There’s this idea a lot of people, both transgender and cisgender, have that one should only transition socially or medically if that’s the only choice you could make that involves staying alive. What this essentially means is that many people believe that if living in your birth gender doesn’t hurt or only hurts a little bit or hurts quite a lot but you can live with it, you should keep living as your birth gender. I’m going to call bullshit here. If you think living as another gender or spending some time dressed as another gender or privately considering yourself to be a different gender than your birth gender will make you happier than not doing anything, you have every right to do those things. Whether you’ve got one life or there’s an afterlife or reincarnation, you’re here now and you deserve to be happy. If something might make you happier and it’s not hurting anyone else – go for it. You might like it and continue or not like it and stop. Both are okay outcomes and you’ll have learnt something about yourself. This is why I don’t think it would have been a mistake if any of those commenters had explored their gender as kids/teens – if it made them happier that would have been great, if it didn’t they could change their minds. Neither outcome would be wrong.

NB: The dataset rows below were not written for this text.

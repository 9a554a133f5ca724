//! State machine module
//!
//! Contains the FSM implementation for the chat session lifecycle.

mod events;
mod states;
mod transitions;

pub use events::ChatEvent;
pub use states::SessionPhase;
pub use transitions::{StateMachine, StateTransition, TransitionError};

Growing up to be trans is not a worse or better outcome than growing up to be cis, just a different outcome. I’m sure we can all recognise choices that we’ve made in the past that have shaped who we are – choices we might have chosen differently and would be very different people if we had. Think of what subjects you choose to study at school/college/University – those can change your options for future careers. There are choices I could have made which would have opened up doors to becoming a research scientist by now. I closed those doors when choosing not to study science subjects at A level. I could, in theory, do a whole lot of work now and open those doors again if I wanted to but it would be difficult. I view choosing what gender to live in for a time as quite similar.
No matter how long you’ve been living in a gender, you always have the opportunity to choose to live as a different gender for a time – whether that time is an hour or the rest of your life. Even if hormones (whether from your gonads or from medical treatment) have made changes to your body, even if you’ve had surgery on gendering body parts, no matter what your sex chromosomes are – the choice is always open to you.
If you don’t want to choose to change how you live your life genderwise or how you consider yourself today, for whatever reason from “I’m happy right now” to “I want to wait until I move out” to “Maybe someday but I’m not ready yet”, you can choose to keep living the way you are. That’s okay. If you want to change, you can and that’s okay too. Maybe you’ll change back, maybe you won’t but it won’t ever be a “mistake” if you’re making the best choice you can make for you based on all the information you have.
It really is just like everything else. We’ve all got things we did in the past that we wish we hadn’t done, but if we think back and have some sympathy for the person we were we can see that we did the best we could with what we had.
I know that a lot of people struggle with “choice” language around transition but remember that emotions and thoughts and feelings and desires are all information available to you when you make choices. That choice can be as simple (or difficult) as what to wear today or as diffiult (or simple) as the choice to come out as trans. Make the best choice you can taking into account your thoughts and feelings and desires and any other information you need and I can’t promise you’ll never regret anything or you’ll never change your mind but I know you’ll not make the wrong choice for you as you are right then.